[[ Task input open ]]
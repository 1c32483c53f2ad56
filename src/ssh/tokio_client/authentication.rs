// Copyright 2025 Lablup Inc. and Jeongkyu Shin
//
// Licensed under the Apache License, Version 2.0 (the "License");
// you may not use this file except in compliance with the License.
// You may obtain a copy of the License at
//
//     http://www.apache.org/licenses/LICENSE-2.0
//
// Unless required by applicable law or agreed to in writing, software
// distributed under the License is distributed on an "AS IS" BASIS,
// WITHOUT WARRANTIES OR CONDITIONS OF ANY KIND, either express or implied.
// See the License for the specific language governing permissions and
// limitations under the License.

use russh::client::Handle;
use std::fmt;
use std::path::PathBuf;
use std::sync::Arc;
use zeroize::Zeroizing;

use super::connection::ClientHandler;

/// An authentification token.
///
/// Used when creating a [`Client`](super::Client) for authentification.
#[derive(Clone, PartialEq, Eq)]
#[non_exhaustive]
pub enum AuthMethod {
    Password(Zeroizing<String>),
    PrivateKeyFile {
        key_file_path: PathBuf,
        key_pass: Option<Zeroizing<String>>,
    },
}

impl AuthMethod {
    /// Convenience method to create a [`AuthMethod`] from a string literal.
    pub fn with_password(password: &str) -> Self {
        Self::Password(Zeroizing::new(password.to_string()))
    }

    pub fn with_key_file<T: Into<PathBuf>>(key_file_path: T, passphrase: Option<&str>) -> Self {
        Self::PrivateKeyFile {
            key_file_path: key_file_path.into(),
            key_pass: passphrase.map(|p| Zeroizing::new(p.to_string())),
        }
    }

    fn kind(&self) -> &'static str {
        match self {
            AuthMethod::Password(_) => "password",
            AuthMethod::PrivateKeyFile { .. } => "publickey",
        }
    }
}

impl fmt::Debug for AuthMethod {
    fn fmt(&self, f: &mut fmt::Formatter<'_>) -> fmt::Result {
        match self {
            AuthMethod::Password(_) => f.debug_tuple("Password").field(&"[REDACTED]").finish(),
            AuthMethod::PrivateKeyFile { key_file_path, .. } => f
                .debug_struct("PrivateKeyFile")
                .field("key_file_path", key_file_path)
                .field("key_pass", &"[REDACTED]")
                .finish(),
        }
    }
}

#[derive(Debug, Clone, PartialEq, Eq)]
#[non_exhaustive]
pub enum ServerCheckMethod {
    NoCheck,
    KnownHostsFile(PathBuf),
}

impl ServerCheckMethod {
    pub fn with_known_hosts_file(known_hosts_file: impl Into<PathBuf>) -> Self {
        Self::KnownHostsFile(known_hosts_file.into())
    }
}

/// Try every method in order on the same handle until one is accepted.
///
/// The error of the last rejected method is returned when none succeeds.
pub(super) async fn authenticate(
    handle: &mut Handle<ClientHandler>,
    username: &str,
    methods: &[AuthMethod],
) -> Result<(), super::Error> {
    let mut last_error = super::Error::NoAuthMethod;

    for method in methods {
        match try_method(handle, username, method).await {
            Ok(()) => {
                tracing::debug!("Authenticated as {} using {}", username, method.kind());
                return Ok(());
            }
            Err(e) => {
                tracing::debug!("{} authentication rejected for {}: {}", method.kind(), username, e);
                last_error = e;
            }
        }
    }

    Err(last_error)
}

async fn try_method(
    handle: &mut Handle<ClientHandler>,
    username: &str,
    method: &AuthMethod,
) -> Result<(), super::Error> {
    match method {
        AuthMethod::Password(password) => {
            let result = handle
                .authenticate_password(username, password.as_str())
                .await?;
            if !result.success() {
                return Err(super::Error::PasswordWrong);
            }
        }
        AuthMethod::PrivateKeyFile {
            key_file_path,
            key_pass,
        } => {
            let private_key =
                russh::keys::load_secret_key(key_file_path, key_pass.as_ref().map(|p| p.as_str()))
                    .map_err(super::Error::KeyInvalid)?;

            let hash_alg = handle.best_supported_rsa_hash().await?.flatten();
            let result = handle
                .authenticate_publickey(
                    username,
                    russh::keys::PrivateKeyWithHashAlg::new(Arc::new(private_key), hash_alg),
                )
                .await?;
            if !result.success() {
                return Err(super::Error::KeyAuthFailed);
            }
        }
    }
    Ok(())
}
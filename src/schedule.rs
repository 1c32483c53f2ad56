// Copyright 2025 Lablup Inc. and Jeongkyu Shin
//
// Licensed under the Apache License, Version 2.0 (the "License");
// you may not use this file except in compliance with the License.
// You may obtain a copy of the License at
//
//     http://www.apache.org/licenses/LICENSE-2.0
//
// Unless required by applicable law or agreed to in writing, software
// distributed under the License is distributed on an "AS IS" BASIS,
// WITHOUT WARRANTIES OR CONDITIONS OF ANY KIND, either express or implied.
// See the License for the specific language governing permissions and
// limitations under the License.

//! Delayed start: wait for a local wall-clock time before dispatching.

use chrono::{Local, NaiveDate, NaiveDateTime};
use std::time::Duration;

use crate::config::ConfigError;

const DATETIME_FORMATS: &[&str] = &[
    "%Y-%m-%dT%H:%M:%S",
    "%Y-%m-%dT%H:%M",
    "%Y-%m-%d %H:%M:%S",
    "%Y-%m-%d %H:%M",
];

/// Parse a local start time. A bare date means midnight.
pub fn parse_start_time(value: &str) -> Result<NaiveDateTime, ConfigError> {
    let value = value.trim();

    for format in DATETIME_FORMATS {
        if let Ok(parsed) = NaiveDateTime::parse_from_str(value, format) {
            return Ok(parsed);
        }
    }

    NaiveDate::parse_from_str(value, "%Y-%m-%d")
        .ok()
        .and_then(|date| date.and_hms_opt(0, 0, 0))
        .ok_or_else(|| ConfigError::InvalidSchedule {
            value: value.to_string(),
        })
}

/// How long to wait from `now` until `start`; `None` when it already passed.
pub fn delay_until(start: NaiveDateTime, now: NaiveDateTime) -> Option<Duration> {
    (start - now)
        .to_std()
        .ok()
        .filter(|delay| !delay.is_zero())
}

/// Sleep until `start` in local time, returning immediately for past times.
pub async fn wait_until(start: NaiveDateTime) {
    match delay_until(start, Local::now().naive_local()) {
        Some(delay) => {
            tracing::info!("Waiting {:?} until {}", delay, start);
            println!("Scheduled start at {start}, waiting {}s", delay.as_secs());
            tokio::time::sleep(delay).await;
        }
        None => tracing::debug!("Start time {} already passed, running now", start),
    }
}

/// Parse a duration given in (possibly fractional) hours.
pub fn parse_hours(hours: f64) -> Result<Duration, ConfigError> {
    if !hours.is_finite() || hours <= 0.0 {
        return Err(ConfigError::InvalidDuration {
            field: "--hours",
            value: hours.to_string(),
        });
    }
    Duration::try_from_secs_f64(hours * 3600.0).map_err(|_| ConfigError::InvalidDuration {
        field: "--hours",
        value: hours.to_string(),
    })
}

#[cfg(test)]
mod tests {
    use super::*;

    fn at(value: &str) -> NaiveDateTime {
        parse_start_time(value).unwrap()
    }

    #[test]
    fn test_accepted_formats() {
        let expected = NaiveDate::from_ymd_opt(2025, 11, 20)
            .unwrap()
            .and_hms_opt(18, 30, 0)
            .unwrap();
        assert_eq!(at("2025-11-20T18:30"), expected);
        assert_eq!(at("2025-11-20T18:30:00"), expected);
        assert_eq!(at("2025-11-20 18:30"), expected);
        assert_eq!(at(" 2025-11-20 18:30:00 "), expected);
        assert_eq!(
            at("2025-11-20"),
            NaiveDate::from_ymd_opt(2025, 11, 20)
                .unwrap()
                .and_hms_opt(0, 0, 0)
                .unwrap()
        );
    }

    #[test]
    fn test_malformed_time() {
        assert_eq!(
            parse_start_time("tomorrow 6pm"),
            Err(ConfigError::InvalidSchedule {
                value: "tomorrow 6pm".to_string()
            })
        );
        assert!(parse_start_time("2025-11-31T10:00").is_err());
    }

    #[test]
    fn test_delay_until() {
        let now = at("2025-11-20T18:00");
        assert_eq!(
            delay_until(at("2025-11-20T18:30"), now),
            Some(Duration::from_secs(1800))
        );
        assert_eq!(delay_until(at("2025-11-20T17:00"), now), None);
        assert_eq!(delay_until(now, now), None);
    }

    #[tokio::test]
    async fn test_past_time_returns_immediately() {
        let started = std::time::Instant::now();
        wait_until(at("2000-01-01T00:00")).await;
        assert!(started.elapsed() < Duration::from_secs(1));
    }

    #[test]
    fn test_parse_hours() {
        assert_eq!(parse_hours(1.5).unwrap(), Duration::from_secs(5400));
        assert!(parse_hours(0.0).is_err());
        assert!(parse_hours(-2.0).is_err());
        assert!(parse_hours(f64::NAN).is_err());
    }
}
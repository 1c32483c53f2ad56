// Copyright 2025 Lablup Inc. and Jeongkyu Shin
//
// Licensed under the Apache License, Version 2.0 (the "License");
// you may not use this file except in compliance with the License.
// You may obtain a copy of the License at
//
//     http://www.apache.org/licenses/LICENSE-2.0
//
// Unless required by applicable law or agreed to in writing, software
// distributed under the License is distributed on an "AS IS" BASIS,
// WITHOUT WARRANTIES OR CONDITIONS OF ANY KIND, either express or implied.
// See the License for the specific language governing permissions and
// limitations under the License.

//! Per-family remote automation.

use std::time::Duration;

use super::family::DeviceFamily;
use crate::logs::PS1_LOG_PIPELINE;
use crate::ssh::sequence::{DelayPolicy, KeySequence, Step, CTRL_C};

const PS1_START_STEPS: &[Step] = &[Step::Line("screen -x"), Step::Line("16"), Step::Line("14")];

const PS1_STOP_STEPS: &[Step] = &[
    Step::Line("screen -x"),
    Step::Line(""),
    Step::Line("q"),
    Step::Control(CTRL_C),
];

const PS1_START_DELAYS: DelayPolicy = DelayPolicy {
    shell_settle: Duration::from_secs(1),
    attach: Duration::from_secs(2),
    per_step: Duration::from_millis(1000),
};

const PS1_STOP_DELAYS: DelayPolicy = DelayPolicy {
    shell_settle: Duration::from_secs(1),
    attach: Duration::from_secs(2),
    per_step: Duration::from_millis(700),
};

/// What psfleet knows how to do on one family of machines.
#[derive(Debug, Clone, Copy, PartialEq, Eq)]
pub struct FamilyProfile {
    pub family: DeviceFamily,
    /// Keystrokes that put the machine into overnight test mode.
    pub start: Option<KeySequence>,
    /// Keystrokes that take it out again.
    pub stop: Option<KeySequence>,
    /// Remote log filter, with a `%SINCE%` placeholder for the cutoff.
    pub log_command: Option<&'static str>,
}

impl FamilyProfile {
    pub fn is_automated(&self) -> bool {
        self.start.is_some() || self.stop.is_some() || self.log_command.is_some()
    }
}

static PS1_PROFILE: FamilyProfile = FamilyProfile {
    family: DeviceFamily::Ps1,
    start: Some(KeySequence::new("start", PS1_START_STEPS, PS1_START_DELAYS)),
    stop: Some(KeySequence::new("stop", PS1_STOP_STEPS, PS1_STOP_DELAYS)),
    log_command: Some(PS1_LOG_PIPELINE),
};

// PS2 machines are operated by hand for now.
static PS2_PROFILE: FamilyProfile = FamilyProfile {
    family: DeviceFamily::Ps2,
    start: None,
    stop: None,
    log_command: None,
};

/// Look up the profile of a family. Unrecognized machines have none.
pub fn profile(family: DeviceFamily) -> Option<&'static FamilyProfile> {
    match family {
        DeviceFamily::Ps1 => Some(&PS1_PROFILE),
        DeviceFamily::Ps2 => Some(&PS2_PROFILE),
        DeviceFamily::Unknown => None,
    }
}
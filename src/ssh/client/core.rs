// Copyright 2025 Lablup Inc. and Jeongkyu Shin
//
// Licensed under the Apache License, Version 2.0 (the "License");
// you may not use this file except in compliance with the License.
// You may obtain a copy of the License at
//
//     http://www.apache.org/licenses/LICENSE-2.0
//
// Unless required by applicable law or agreed to in writing, software
// distributed under the License is distributed on an "AS IS" BASIS,
// WITHOUT WARRANTIES OR CONDITIONS OF ANY KIND, either express or implied.
// See the License for the specific language governing permissions and
// limitations under the License.

use async_trait::async_trait;
use std::path::Path;
use std::sync::Arc;
use std::time::Duration;

use super::result::CommandResult;
use crate::node::Node;
use crate::ssh::credentials::Credentials;
use crate::ssh::sequence::KeySequence;
use crate::ssh::session::{RemoteSession, SessionConnector, SessionError};
use crate::ssh::tokio_client::{self, Client, ServerCheckMethod};

/// Opens `russh` sessions with the run's credentials.
#[derive(Debug, Clone)]
pub struct SshConnector {
    credentials: Arc<Credentials>,
    server_check: ServerCheckMethod,
}

impl SshConnector {
    pub fn new(credentials: Credentials, server_check: ServerCheckMethod) -> Self {
        Self {
            credentials: Arc::new(credentials),
            server_check,
        }
    }
}

#[async_trait]
impl SessionConnector for SshConnector {
    async fn connect(
        &self,
        node: &Node,
        connect_timeout: Duration,
    ) -> Result<Box<dyn RemoteSession>, SessionError> {
        let auth_methods = self.credentials.auth_methods();
        tracing::debug!(
            "Connecting to {}:{} as {} ({} auth method(s))",
            node.host,
            node.port,
            node.username,
            auth_methods.len()
        );

        let connect = Client::connect(
            &node.host,
            node.port,
            &node.username,
            &auth_methods,
            self.server_check.clone(),
        );

        match tokio::time::timeout(connect_timeout, connect).await {
            Ok(Ok(client)) => Ok(Box::new(SshSession::new(node.host.clone(), client))),
            Ok(Err(e)) => Err(classify_connect_error(node, e)),
            Err(_) => Err(SessionError::Timeout {
                operation: "connect",
                after: connect_timeout,
            }),
        }
    }
}

fn classify_connect_error(node: &Node, error: tokio_client::Error) -> SessionError {
    if error.is_auth_failure() {
        SessionError::Authentication {
            host: node.host.clone(),
            username: node.username.clone(),
            reason: error.to_string(),
        }
    } else {
        SessionError::Connection {
            host: node.host.clone(),
            reason: error.to_string(),
        }
    }
}

/// A connected and authenticated SSH session to one host.
#[derive(Debug)]
pub struct SshSession {
    host: String,
    client: Client,
    closed: bool,
}

impl SshSession {
    pub fn new(host: String, client: Client) -> Self {
        Self {
            host,
            client,
            closed: false,
        }
    }
}

#[async_trait]
impl RemoteSession for SshSession {
    async fn run_command(
        &mut self,
        command: &str,
        stdin: Option<&str>,
        timeout: Duration,
    ) -> Result<CommandResult, SessionError> {
        tracing::debug!("Executing command on {}: {}", self.host, command);

        let execution = self.client.execute(command, stdin.map(str::as_bytes));
        match tokio::time::timeout(timeout, execution).await {
            Ok(Ok(result)) => {
                tracing::debug!(
                    "Command on {} finished with exit status {}",
                    self.host,
                    result.exit_status
                );
                Ok(result.into())
            }
            Ok(Err(e)) => Err(SessionError::Channel(e.to_string())),
            Err(_) => Err(SessionError::Timeout {
                operation: "command",
                after: timeout,
            }),
        }
    }

    async fn interactive_sequence(&mut self, sequence: &KeySequence) -> Result<(), SessionError> {
        tracing::debug!(
            "Sending {} sequence ({} steps, ~{:?}) to {}",
            sequence.label,
            sequence.steps.len(),
            sequence.delays.total_for(sequence.steps.len()),
            self.host
        );
        self.client
            .send_keystrokes(sequence)
            .await
            .map_err(|e| SessionError::Channel(e.to_string()))
    }

    async fn download_file(
        &mut self,
        remote_path: &str,
        local_path: &Path,
    ) -> Result<u64, SessionError> {
        tracing::debug!(
            "Downloading {}:{} to {:?}",
            self.host,
            remote_path,
            local_path
        );
        self.client
            .download_file(remote_path, local_path)
            .await
            .map_err(|e| SessionError::Transfer(format!("{remote_path}: {e}")))
    }

    async fn close(&mut self) {
        if self.closed {
            return;
        }
        self.closed = true;
        if self.client.is_closed() {
            return;
        }
        if let Err(e) = self.client.disconnect().await {
            tracing::debug!("Disconnect from {} reported: {}", self.host, e);
        }
    }
}
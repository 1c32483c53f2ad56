// Copyright 2025 Lablup Inc. and Jeongkyu Shin
//
// Licensed under the Apache License, Version 2.0 (the "License");
// you may not use this file except in compliance with the License.
// You may obtain a copy of the License at
//
//     http://www.apache.org/licenses/LICENSE-2.0
//
// Unless required by applicable law or agreed to in writing, software
// distributed under the License is distributed on an "AS IS" BASIS,
// WITHOUT WARRANTIES OR CONDITIONS OF ANY KIND, either express or implied.
// See the License for the specific language governing permissions and
// limitations under the License.

use super::cutoff::Cutoff;

/// Placeholder replaced by the cutoff in log command templates.
pub const SINCE_PLACEHOLDER: &str = "%SINCE%";

/// Tallies EMCY codes and failure lines from the rotated PS1 console logs
/// newer than the cutoff, most frequent first.
pub const PS1_LOG_PIPELINE: &str = r#"
{ zcat /data/poursteady/log/*-console.txt-*.gz 2>/dev/null;
  cat /data/poursteady/log/*-console.txt 2>/dev/null;
} | awk -v since="%SINCE%" '
BEGIN{IGNORECASE=1}
{
  split($1, dt, /[T:-]/)
  if (length(dt[1])==0 || length(dt[2])==0 || length(dt[3])==0) next
  datenum = dt[1] dt[2] dt[3]
  timenum = dt[4] * 100 + dt[5]
  datetime = datenum * 10000 + timenum

  if (datetime >= since) {
    line = $0
    if (/EMCY/) {
      match(line, /(0000|1000|2310|2340|3210|3220|4280|4310|5441|5442|5443|6100|7500|8110|8130|8331|8580|8611|9000|FF01|FF02|FF03|FF04|FF05)/)
      if (RSTART > 0) {
        code = substr(line, RSTART, RLENGTH)
        timestamp = $1
        emcy_count[code]++
        emcy_last_time[code] = timestamp
      }
    }
    if (/failure/) {
      failure_count++
      failure_last_timestamp = $1
    }
  }
}
END {
  for (code in emcy_count) {
    print emcy_count[code], code, emcy_last_time[code]
  }
  print (failure_count ? failure_count : 0) " SAOBO Errors " failure_last_timestamp
}' | sort -rn
"#;

/// Substitute the cutoff into a log command template.
pub fn render_log_command(template: &str, cutoff: &Cutoff) -> String {
    template.replace(SINCE_PLACEHOLDER, cutoff.as_str())
}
[[ Task input closed ]]
Task description
Among the entries above, find every line holding "parsed" and copy it.

Answer box
        if let Ok(parsed) = NaiveDateTime::parse_from_str(value, format) {
            return Ok(parsed);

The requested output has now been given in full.